**WHAT TO PRODUCE:** Transcribe only the lines between the first line of the records and the line containing "pub mod source;", inclusive, exactly as written.

________________________________________

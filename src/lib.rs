//! fanout-rs: single-source, multi-sink stream broadcaster
//!
//! One producer command's standard output is relayed live to every client
//! attached to a Unix domain socket. The producer only runs while at least
//! one client is attached, and can be replaced without dropping clients.
//!
//! # Example
//! ```no_run
//! use fanout_rs::{BroadcastConfig, Broadcaster, Identity, ProducerCommand};
//!
//! # async fn example() -> fanout_rs::Result<()> {
//! let config = BroadcastConfig::new(Identity::new("tuner")).max_clients(16);
//! let command = ProducerCommand::new(["dvbstream", "-o", "8192"])?;
//!
//! let server = Broadcaster::start(config, command).await?;
//! println!("{}", server.paths().socket.display());
//!
//! let stats = server.run().await?;
//! println!("relayed {} bytes", stats.bytes_read);
//! # Ok(())
//! # }
//! ```

pub mod client;
pub mod error;
pub mod lifecycle;
pub mod registry;
pub mod relay;
pub mod server;
pub mod source;
pub mod stats;

pub use error::{Error, Result};
pub use lifecycle::{ArtifactPaths, Identity, RestartFlag};
pub use registry::{ClientId, ClientRegistry};
pub use server::{BroadcastConfig, Broadcaster};
pub use source::{ProducerCommand, TerminatePolicy};
pub use stats::RelayStats;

________________________________________

**OUTPUT:**
filename src/lib.rs
//! fanout-rs: single-source, multi-sink stream broadcaster
//!
//! One producer command's standard output is relayed live to every client
//! attached to a Unix domain socket. The producer only runs while at least
//! one client is attached, and can be replaced without dropping clients.
//!
//! # Example
//! ```no_run
//! use fanout_rs::{BroadcastConfig, Broadcaster, Identity, ProducerCommand};
//!
//! # async fn example() -> fanout_rs::Result<()> {
//! let config = BroadcastConfig::new(Identity::new("tuner")).max_clients(16);
//! let command = ProducerCommand::new(["dvbstream", "-o", "8192"])?;
//!
//! let server = Broadcaster::start(config, command).await?;
//! println!("{}", server.paths().socket.display());
//!
//! let stats = server.run().await?;
//! println!("relayed {} bytes", stats.bytes_read);
//! # Ok(())
//! # }
//! ```

pub mod client;
pub mod error;
pub mod lifecycle;
pub mod registry;
pub mod relay;
pub mod server;
pub mod source;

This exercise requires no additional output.